But the covert criminal prosecutions that are taking the cake are those of the former Commonwealth official known as Witness J, who was tried, convicted and sentenced by the ACT Supreme Court without the public knowing. and the transcript of the proceedings was then retained.

Judged under the pseudonym Alan Johns, Witness J appeared in court in 2018. The former intelligence officer had received a high-level security clearance. But following a periodic review, this was revoked due to concerns about his conduct and his job was subsequently terminated.

After losing his job, Witness J filed a series of complaints with the agency about his unfair treatment by unsecured means, which could have endangered the lives of others. And that led to him being taken into custody and charged with several counts of violating national security provisions.
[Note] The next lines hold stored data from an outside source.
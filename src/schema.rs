//! Canonical column schema.
//!
//! Deployments of the dataset disagree on header spelling (`Population Type`
//! vs `population_type`, `urbanRural` vs `Urban Rural`). Every header is
//! normalized here once at load time, and the rest of the crate only ever
//! sees [`Column`] values.

use crate::error::SchemaError;
use crate::types::{BreakdownPart, DemographicColumn, Gender};
use std::collections::HashMap;
use tracing::debug;

#[derive(Debug, Clone, Copy, PartialEq, Eq, Hash)]
pub enum Column {
    Year,
    PopulationType,
    Location,
    UrbanRural,
    AccommodationType,
    CountryOfOrigin,
    CountryOfAsylum,
    Total,
    Demographic(DemographicColumn),
}

impl Column {
    /// All columns in canonical (export) order.
    pub fn all() -> Vec<Column> {
        let mut cols = vec![
            Column::Year,
            Column::PopulationType,
            Column::Location,
            Column::UrbanRural,
            Column::AccommodationType,
            Column::CountryOfOrigin,
            Column::CountryOfAsylum,
            Column::Total,
        ];
        cols.extend(DemographicColumn::all().map(Column::Demographic));
        cols
    }

    /// Columns that must be present for the dashboard to work at all. The
    /// remaining columns default to zero / `Unknown` when absent.
    pub fn is_required(self) -> bool {
        match self {
            Column::Year
            | Column::PopulationType
            | Column::Location
            | Column::UrbanRural
            | Column::AccommodationType
            | Column::Total => true,
            Column::Demographic(d) => d.part == BreakdownPart::Total,
            Column::CountryOfOrigin | Column::CountryOfAsylum => false,
        }
    }

    /// Canonical snake_case name.
    pub fn name(self) -> String {
        match self {
            Column::Year => "year".to_string(),
            Column::PopulationType => "population_type".to_string(),
            Column::Location => "location".to_string(),
            Column::UrbanRural => "urban_rural".to_string(),
            Column::AccommodationType => "accommodation_type".to_string(),
            Column::CountryOfOrigin => "country_of_origin".to_string(),
            Column::CountryOfAsylum => "country_of_asylum".to_string(),
            Column::Total => "total".to_string(),
            Column::Demographic(d) => normalize_header(&d.label()),
        }
    }

    /// Header as it appears in the published dataset. Used for exports.
    pub fn label(self) -> String {
        match self {
            Column::Year => "Year".to_string(),
            Column::PopulationType => "Population Type".to_string(),
            Column::Location => "location".to_string(),
            Column::UrbanRural => "urbanRural".to_string(),
            Column::AccommodationType => "accommodationType".to_string(),
            Column::CountryOfOrigin => "Country of Origin Name".to_string(),
            Column::CountryOfAsylum => "Country of Asylum Name".to_string(),
            Column::Total => "Total".to_string(),
            Column::Demographic(d) => d.label(),
        }
    }

    /// Resolve a raw header (any known spelling) to a column.
    pub fn from_header(raw: &str) -> Option<Column> {
        let name = normalize_header(raw);
        let aliased = match name.as_str() {
            "country_of_origin_name" | "origin" | "origin_country" => Some(Column::CountryOfOrigin),
            "country_of_asylum_name" | "asylum" | "asylum_country" => Some(Column::CountryOfAsylum),
            "pop_type" | "population" => Some(Column::PopulationType),
            "accommodation" => Some(Column::AccommodationType),
            "urban_or_rural" => Some(Column::UrbanRural),
            _ => None,
        };
        aliased.or_else(|| Column::all().into_iter().find(|c| c.name() == name))
    }

    /// Like [`Column::from_header`], but for names supplied by a caller.
    pub fn parse(name: &str) -> Result<Column, SchemaError> {
        Column::from_header(name).ok_or_else(|| SchemaError::UnknownColumn {
            name: name.to_string(),
        })
    }

    pub fn as_demographic(self) -> Option<DemographicColumn> {
        match self {
            Column::Demographic(d) => Some(d),
            _ => None,
        }
    }
}

/// Demographic column for `gender` and `part`, as a [`Column`].
pub fn demographic(gender: Gender, part: BreakdownPart) -> Column {
    Column::Demographic(DemographicColumn::new(gender, part))
}

/// Normalize a header to snake_case: `urbanRural` -> `urban_rural`,
/// `Female 60 or more` -> `female_60_or_more`, `Female 60+` -> `female_60_or_more`.
pub fn normalize_header(raw: &str) -> String {
    let raw = raw.trim().trim_start_matches('\u{feff}');
    let mut out = String::with_capacity(raw.len() + 4);
    let mut prev: Option<char> = None;
    for c in raw.chars() {
        if c == '+' {
            out.push_str("_or_more");
        } else if c.is_ascii_alphanumeric() {
            let boundary = c.is_ascii_uppercase()
                && prev.is_some_and(|p| p.is_ascii_lowercase() || p.is_ascii_digit());
            if boundary {
                out.push('_');
            }
            out.push(c.to_ascii_lowercase());
        } else {
            out.push('_');
        }
        prev = Some(c);
    }
    let mut collapsed = String::with_capacity(out.len());
    for c in out.chars() {
        if c == '_' && (collapsed.is_empty() || collapsed.ends_with('_')) {
            continue;
        }
        collapsed.push(c);
    }
    while collapsed.ends_with('_') {
        collapsed.pop();
    }
    collapsed
}

/// Position of every recognized column in a concrete CSV header.
#[derive(Debug, Clone)]
pub struct SchemaIndex {
    positions: HashMap<Column, usize>,
    ignored: Vec<String>,
}

impl SchemaIndex {
    pub fn from_headers<'a, I>(headers: I) -> Result<Self, SchemaError>
    where
        I: IntoIterator<Item = &'a str>,
    {
        let mut positions = HashMap::new();
        let mut ignored = Vec::new();
        for (idx, header) in headers.into_iter().enumerate() {
            match Column::from_header(header) {
                Some(col) => {
                    if positions.insert(col, idx).is_some() {
                        return Err(SchemaError::DuplicateColumn { column: col.name() });
                    }
                }
                None => {
                    debug!(header, "ignoring unrecognized column");
                    ignored.push(header.to_string());
                }
            }
        }

        let missing: Vec<String> = Column::all()
            .into_iter()
            .filter(|c| c.is_required() && !positions.contains_key(c))
            .map(Column::name)
            .collect();
        if !missing.is_empty() {
            return Err(SchemaError::MissingColumns { columns: missing });
        }
        Ok(Self { positions, ignored })
    }

    pub fn position(&self, col: Column) -> Option<usize> {
        self.positions.get(&col).copied()
    }

    /// Source headers that did not map to any canonical column.
    pub fn ignored(&self) -> &[String] {
        &self.ignored
    }
}

#[cfg(test)]
mod tests {
    use super::*;
    use crate::types::AgeBracket;

    #[test]
    fn normalizes_header_variants() {
        assert_eq!(normalize_header("Population Type"), "population_type");
        assert_eq!(normalize_header("population_type"), "population_type");
        assert_eq!(normalize_header("urbanRural"), "urban_rural");
        assert_eq!(normalize_header(" Urban Rural "), "urban_rural");
        assert_eq!(normalize_header("Female 60 or more"), "female_60_or_more");
        assert_eq!(normalize_header("Female 60+"), "female_60_or_more");
        assert_eq!(normalize_header("Male 0-4"), "male_0_4");
        assert_eq!(normalize_header("\u{feff}Year"), "year");
    }

    #[test]
    fn resolves_aliases() {
        assert_eq!(
            Column::from_header("Country of Origin Name"),
            Some(Column::CountryOfOrigin)
        );
        assert_eq!(
            Column::from_header("accommodationType"),
            Some(Column::AccommodationType)
        );
        assert_eq!(
            Column::from_header("Male 18-59"),
            Some(demographic(
                Gender::Male,
                BreakdownPart::Age(AgeBracket::From18To59)
            ))
        );
        assert_eq!(Column::from_header("PopType_ASY"), None);
    }

    #[test]
    fn every_label_round_trips() {
        for col in Column::all() {
            assert_eq!(Column::from_header(&col.label()), Some(col), "{}", col.label());
            assert_eq!(Column::from_header(&col.name()), Some(col), "{}", col.name());
        }
    }

    #[test]
    fn reports_all_missing_required_columns() {
        let err = SchemaIndex::from_headers(["Year", "location"]).unwrap_err();
        let SchemaError::MissingColumns { columns } = err else {
            panic!("expected missing columns");
        };
        assert!(columns.contains(&"population_type".to_string()));
        assert!(columns.contains(&"total".to_string()));
        assert!(columns.contains(&"male_total".to_string()));
        assert!(!columns.contains(&"year".to_string()));
    }

    #[test]
    fn rejects_duplicate_after_normalization() {
        let headers = ["Year", "year"];
        let err = SchemaIndex::from_headers(headers).unwrap_err();
        assert_eq!(
            err,
            SchemaError::DuplicateColumn {
                column: "year".to_string()
            }
        );
    }

    #[test]
    fn keeps_unknown_columns_aside() {
        let headers = [
            "Year",
            "Population Type",
            "location",
            "urbanRural",
            "accommodationType",
            "Total",
            "Female Total",
            "Male Total",
            "PopType_IDP",
        ];
        let index = SchemaIndex::from_headers(headers).unwrap();
        assert_eq!(index.position(Column::Total), Some(5));
        assert_eq!(index.position(Column::CountryOfOrigin), None);
        assert_eq!(index.ignored(), ["PopType_IDP".to_string()]);
    }
}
Once the case uncovered, the secrecy surrounding it led commentators to reaffirm that secret trials have no place in a liberal democracy, like Australia, where open justice is seen as a key element of Right wing state.

And due to widespread misgivings about the case, the Independent Observatory for National Security Law is currently reviewing the law allowing closed court proceedings, which is contained in Article 22 of the 2004 Law on National Security. information on national security (criminal and civil proceedings) (Cth).

Witness J pleaded guilty to five unknown counts which together were characterized as “abuse of classified information”. He was then sentenced to 2 years and 7 months imprisonment in the ACT, and was released after 15 months for good behavior.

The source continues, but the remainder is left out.